[[ INPUT FOR THIS TASK, beginning ]]

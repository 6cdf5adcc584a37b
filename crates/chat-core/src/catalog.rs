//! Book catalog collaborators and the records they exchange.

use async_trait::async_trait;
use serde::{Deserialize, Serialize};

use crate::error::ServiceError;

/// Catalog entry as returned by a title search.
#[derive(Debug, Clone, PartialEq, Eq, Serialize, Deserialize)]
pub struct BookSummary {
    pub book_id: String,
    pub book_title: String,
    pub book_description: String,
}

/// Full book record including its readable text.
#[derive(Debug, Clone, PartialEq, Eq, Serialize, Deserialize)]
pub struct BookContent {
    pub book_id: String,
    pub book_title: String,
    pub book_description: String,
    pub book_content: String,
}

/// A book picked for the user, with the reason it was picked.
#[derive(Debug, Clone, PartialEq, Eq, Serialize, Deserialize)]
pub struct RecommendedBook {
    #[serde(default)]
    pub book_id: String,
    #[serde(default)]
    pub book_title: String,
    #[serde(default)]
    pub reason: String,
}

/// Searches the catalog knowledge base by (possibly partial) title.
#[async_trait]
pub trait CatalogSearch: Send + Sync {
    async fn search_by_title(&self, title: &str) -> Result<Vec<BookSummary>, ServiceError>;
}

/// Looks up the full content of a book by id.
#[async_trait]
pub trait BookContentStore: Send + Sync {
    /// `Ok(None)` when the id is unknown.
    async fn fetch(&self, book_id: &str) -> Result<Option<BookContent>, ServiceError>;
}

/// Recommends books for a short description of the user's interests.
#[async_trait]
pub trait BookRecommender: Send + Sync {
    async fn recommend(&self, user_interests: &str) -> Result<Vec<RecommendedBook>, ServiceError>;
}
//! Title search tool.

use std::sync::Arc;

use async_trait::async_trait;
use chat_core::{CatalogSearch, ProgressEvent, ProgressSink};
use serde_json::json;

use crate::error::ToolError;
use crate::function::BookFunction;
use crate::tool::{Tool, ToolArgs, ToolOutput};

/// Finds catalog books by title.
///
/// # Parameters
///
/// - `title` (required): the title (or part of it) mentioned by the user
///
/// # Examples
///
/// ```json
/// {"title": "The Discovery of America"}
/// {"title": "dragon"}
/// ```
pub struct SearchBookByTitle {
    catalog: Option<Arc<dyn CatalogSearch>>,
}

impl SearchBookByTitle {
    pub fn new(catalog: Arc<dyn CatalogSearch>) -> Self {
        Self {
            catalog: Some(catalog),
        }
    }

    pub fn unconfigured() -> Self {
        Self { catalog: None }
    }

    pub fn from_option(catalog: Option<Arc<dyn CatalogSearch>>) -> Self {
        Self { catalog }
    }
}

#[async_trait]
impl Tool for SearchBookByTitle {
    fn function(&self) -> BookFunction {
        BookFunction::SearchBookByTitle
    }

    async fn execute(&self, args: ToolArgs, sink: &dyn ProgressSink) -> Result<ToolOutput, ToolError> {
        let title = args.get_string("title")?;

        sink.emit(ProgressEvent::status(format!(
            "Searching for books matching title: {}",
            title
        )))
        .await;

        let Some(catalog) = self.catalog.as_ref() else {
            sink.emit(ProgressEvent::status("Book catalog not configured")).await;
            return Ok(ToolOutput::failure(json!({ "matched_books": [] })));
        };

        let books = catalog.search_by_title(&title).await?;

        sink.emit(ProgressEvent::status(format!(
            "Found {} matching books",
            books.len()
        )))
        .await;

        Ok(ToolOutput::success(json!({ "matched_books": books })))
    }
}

[[ INPUT FOR THIS TASK, end ]]

**ABOUT THIS EXERCISE**
Report how many lines in the entries hold the string "ToolArgs". Nothing but the number is wanted.

**RESULT OF THE EXERCISE**
2